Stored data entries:
* * *
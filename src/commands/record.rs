//! Implementation of the `bsrs record` command.
//!
//! Stores a research answer pasted back from the AI chat tool as a report
//! artifact, then runs the quality check on it. A low score is reported but
//! does not fail the command; use `bsrs check` for a gating result.

use super::{log_event, print_quality};
use crate::cli::RecordArgs;
use crate::context::Workspace;
use crate::error::{BsrsError, Result};
use crate::events::EventAction;
use crate::output::{ArtifactKind, ArtifactMeta};
use crate::quality::{QualityReport, check_report};
use crate::select::Target;
use serde_json::json;
use std::io::Read;
use std::path::PathBuf;

/// Execute the `bsrs record` command.
pub fn cmd_record(ws: &Workspace, args: RecordArgs) -> Result<()> {
    let text = match &args.file {
        Some(path) => std::fs::read_to_string(path).map_err(|e| {
            BsrsError::UserError(format!("failed to read report '{}': {}", path.display(), e))
        })?,
        None => {
            eprintln!("Paste the report, then press Ctrl-D:");
            let mut text = String::new();
            std::io::stdin()
                .read_to_string(&mut text)
                .map_err(|e| BsrsError::UserError(format!("failed to read report from stdin: {}", e)))?;
            text
        }
    };

    let (path, quality) = run_record(ws, &args, &text)?;

    println!("Report recorded: {}", path.display());
    print_quality(&quality);
    Ok(())
}

/// Write `text` as a report for `args.target` and score it.
pub(crate) fn run_record(
    ws: &Workspace,
    args: &RecordArgs,
    text: &str,
) -> Result<(PathBuf, QualityReport)> {
    let target = Target::parse(&args.target)?;
    let (Some(theme), Some(step)) = (target.theme.as_deref(), target.step) else {
        return Err(BsrsError::UserError(format!(
            "record needs a full target PHASE/THEME/STEP, got '{}'",
            args.target
        )));
    };
    if ws.system.theme(&target.phase, theme).is_none() {
        return Err(BsrsError::UserError(format!(
            "'{}/{}' is not a declared phase/theme",
            target.phase, theme
        )));
    }
    if text.trim().is_empty() {
        return Err(BsrsError::UserError("report is empty; nothing recorded".to_string()));
    }

    let topic = match &args.topic {
        Some(topic) => topic.clone(),
        None => ws.load_project()?.topic(),
    };
    let meta = ArtifactMeta {
        topic: topic.clone(),
        phase: target.phase.clone(),
        theme: theme.to_string(),
        step,
    };

    let path = ws.writer().write(&meta, ArtifactKind::Report, text)?;
    let target = meta.target();
    log_event(
        ws,
        EventAction::ReportRecorded,
        Some(&target),
        json!({
            "topic": topic,
            "path": path.display().to_string(),
            "chars": text.chars().count(),
        }),
    );

    let quality = check_report(text, &ws.system.quality);
    log_event(
        ws,
        EventAction::ReportChecked,
        Some(&target),
        json!({
            "path": path.display().to_string(),
            "score": quality.score,
            "passed": quality.passed,
        }),
    );

    Ok((path, quality))
}
//! Atomic, no-clobber file creation for output artifacts.
//!
//! # Implementation Strategy
//!
//! Every artifact is created the same way:
//! 1. Write content to a temporary file in the target directory
//! 2. Sync the file to disk (fsync)
//! 3. Publish it under the final name with `hard_link`, which fails if the
//!    name is already taken, then drop the temporary name
//!
//! Readers therefore see either no file or the complete file, and an
//! existing artifact is never replaced.
//!
//! # Important Notes
//!
//! - On filesystems without hard links, publishing falls back to an
//!   existence check followed by `rename()`. That fallback is only safe for a
//!   single writer, which is the only mode bsrs supports.
//! - On crash, a temporary file may remain (named `.{filename}.{pid}.tmp`)

use crate::error::{BsrsError, Result};
use std::fs::{self, File};
use std::io::{ErrorKind, Write};
use std::path::{Path, PathBuf};

/// Outcome of an [`atomic_create`] call.
#[derive(Debug, Clone, Copy, PartialEq, Eq)]
pub enum CreateOutcome {
    /// The file did not exist and now holds the full content.
    Created,
    /// A file with that name already exists; nothing was written.
    AlreadyExists,
}

/// Atomically create a new file holding `content`.
///
/// Parent directories are created as needed. If `path` already exists the
/// existing file is left untouched and [`CreateOutcome::AlreadyExists`] is
/// returned so the caller can pick another name.
///
/// # Returns
///
/// * `Ok(CreateOutcome)` - The file was created, or the name was taken
/// * `Err(BsrsError::OutputWrite)` - On any I/O failure
pub fn atomic_create<P: AsRef<Path>>(path: P, content: &[u8]) -> Result<CreateOutcome> {
    let path = path.as_ref();

    if let Some(parent) = path.parent()
        && !parent.as_os_str().is_empty()
        && !parent.exists()
    {
        fs::create_dir_all(parent).map_err(|e| {
            BsrsError::output(
                path,
                format!("failed to create directory '{}': {}", parent.display(), e),
            )
        })?;
    }

    if path.exists() {
        return Ok(CreateOutcome::AlreadyExists);
    }

    let temp_path = generate_temp_path(path)?;
    write_and_sync(&temp_path, path, content)?;

    let outcome = publish(&temp_path, path);
    let _ = fs::remove_file(&temp_path);
    let outcome = outcome?;

    if outcome == CreateOutcome::Created {
        sync_parent(path);
    }
    Ok(outcome)
}

/// Convenience wrapper around [`atomic_create`] for string content.
pub fn atomic_create_file<P: AsRef<Path>>(path: P, content: &str) -> Result<CreateOutcome> {
    atomic_create(path, content.as_bytes())
}

/// Generate a temporary file path in the same directory as the target.
fn generate_temp_path(target: &Path) -> Result<PathBuf> {
    let parent = target.parent().unwrap_or(Path::new("."));
    let filename = target
        .file_name()
        .and_then(|n| n.to_str())
        .ok_or_else(|| BsrsError::output(target, "invalid file path"))?;

    let temp_name = format!(".{}.{}.tmp", filename, std::process::id());
    Ok(parent.join(temp_name))
}

/// Write content to the temporary file and sync it to disk.
fn write_and_sync(temp: &Path, target: &Path, content: &[u8]) -> Result<()> {
    let mut file = File::create(temp).map_err(|e| {
        BsrsError::output(
            target,
            format!("failed to create temporary file '{}': {}", temp.display(), e),
        )
    })?;

    if let Err(e) = file.write_all(content).and_then(|()| file.sync_all()) {
        let _ = fs::remove_file(temp);
        return Err(BsrsError::output(
            target,
            format!("failed to write temporary file: {}", e),
        ));
    }

    Ok(())
}

/// Publish the temporary file under the target name without replacing.
fn publish(temp: &Path, target: &Path) -> Result<CreateOutcome> {
    match fs::hard_link(temp, target) {
        Ok(()) => Ok(CreateOutcome::Created),
        Err(e) if e.kind() == ErrorKind::AlreadyExists => Ok(CreateOutcome::AlreadyExists),
        Err(e) => {
            tracing::debug!(error = %e, "hard link unavailable, falling back to rename");
            if target.exists() {
                return Ok(CreateOutcome::AlreadyExists);
            }
            fs::rename(temp, target).map_err(|e| {
                BsrsError::output(target, format!("failed to move file into place: {}", e))
            })?;
            Ok(CreateOutcome::Created)
        }
    }
}

/// Sync the parent directory so the new entry is persisted.
fn sync_parent(target: &Path) {
    if let Some(parent) = target.parent()
        && let Ok(dir) = File::open(parent)
    {
        let _ = dir.sync_all();
    }
}

#[cfg(test)]
mod tests {
    use super::*;
    use tempfile::TempDir;

    #[test]
    fn test_atomic_create_new_file() {
        let temp_dir = TempDir::new().unwrap();
        let file_path = temp_dir.path().join("prompt.md");

        let outcome = atomic_create(&file_path, b"hello world").unwrap();

        assert_eq!(outcome, CreateOutcome::Created);
        assert_eq!(fs::read_to_string(&file_path).unwrap(), "hello world");
    }

    #[test]
    fn test_atomic_create_never_replaces_existing() {
        let temp_dir = TempDir::new().unwrap();
        let file_path = temp_dir.path().join("prompt.md");
        fs::write(&file_path, "original content").unwrap();

        let outcome = atomic_create(&file_path, b"new content").unwrap();

        assert_eq!(outcome, CreateOutcome::AlreadyExists);
        assert_eq!(fs::read_to_string(&file_path).unwrap(), "original content");
    }

    #[test]
    fn test_atomic_create_creates_parent_dirs() {
        let temp_dir = TempDir::new().unwrap();
        let file_path = temp_dir.path().join("acme").join("phase_1").join("a.md");

        atomic_create_file(&file_path, "nested content").unwrap();

        assert_eq!(fs::read_to_string(&file_path).unwrap(), "nested content");
    }

    #[test]
    fn test_atomic_create_leaves_no_temp_files() {
        let temp_dir = TempDir::new().unwrap();
        let file_path = temp_dir.path().join("prompt.md");

        atomic_create(&file_path, b"content").unwrap();
        fs::write(temp_dir.path().join("other.md"), "x").unwrap();
        atomic_create(&file_path, b"again").unwrap();

        let leftovers: Vec<_> = fs::read_dir(temp_dir.path())
            .unwrap()
            .filter_map(|e| e.ok())
            .filter(|e| e.file_name().to_string_lossy().ends_with(".tmp"))
            .collect();
        assert!(leftovers.is_empty());
    }

    #[test]
    fn test_generate_temp_path() {
        let target = Path::new("/some/path/file.md");
        let temp = generate_temp_path(target).unwrap();

        assert_eq!(temp.parent().unwrap(), Path::new("/some/path"));
        let name = temp.file_name().unwrap().to_str().unwrap();
        assert!(name.starts_with(".file.md."));
        assert!(name.ends_with(".tmp"));
    }

    #[test]
    fn test_atomic_create_unicode_content() {
        let temp_dir = TempDir::new().unwrap();
        let file_path = temp_dir.path().join("report.md");
        let content = "# 競合分析\n\n| 企業 | シェア |\n";

        atomic_create_file(&file_path, content).unwrap();

        assert_eq!(fs::read_to_string(&file_path).unwrap(), content);
    }

    #[test]
    fn test_atomic_create_empty_content() {
        let temp_dir = TempDir::new().unwrap();
        let file_path = temp_dir.path().join("empty.md");

        atomic_create(&file_path, b"").unwrap();

        assert!(fs::read(&file_path).unwrap().is_empty());
    }

    #[cfg(unix)]
    #[test]
    fn test_atomic_create_reports_unwritable_directory() {
        use std::os::unix::fs::PermissionsExt;

        let temp_dir = TempDir::new().unwrap();
        let locked = temp_dir.path().join("locked");
        fs::create_dir(&locked).unwrap();
        fs::set_permissions(&locked, fs::Permissions::from_mode(0o500)).unwrap();

        let result = atomic_create(locked.join("a.md"), b"x");

        fs::set_permissions(&locked, fs::Permissions::from_mode(0o700)).unwrap();
        // Root ignores directory permissions, so only assert when it was denied.
        if let Err(err) = result {
            assert!(matches!(err, BsrsError::OutputWrite { .. }));
            assert!(!locked.join("a.md").exists());
        }
    }
}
* * *
Action item: Write out only the lines from the very start of the entries above to the line that includes "let text = match", both ends included, each one unchanged.

Result of the task:
filename src/commands/record.rs
//! Implementation of the `bsrs record` command.
//!
//! Stores a research answer pasted back from the AI chat tool as a report
//! artifact, then runs the quality check on it. A low score is reported but
//! does not fail the command; use `bsrs check` for a gating result.

use super::{log_event, print_quality};
use crate::cli::RecordArgs;
use crate::context::Workspace;
use crate::error::{BsrsError, Result};
use crate::events::EventAction;
use crate::output::{ArtifactKind, ArtifactMeta};
use crate::quality::{QualityReport, check_report};
use crate::select::Target;
use serde_json::json;
use std::io::Read;
use std::path::PathBuf;

/// Execute the `bsrs record` command.
pub fn cmd_record(ws: &Workspace, args: RecordArgs) -> Result<()> {
    let text = match &args.file {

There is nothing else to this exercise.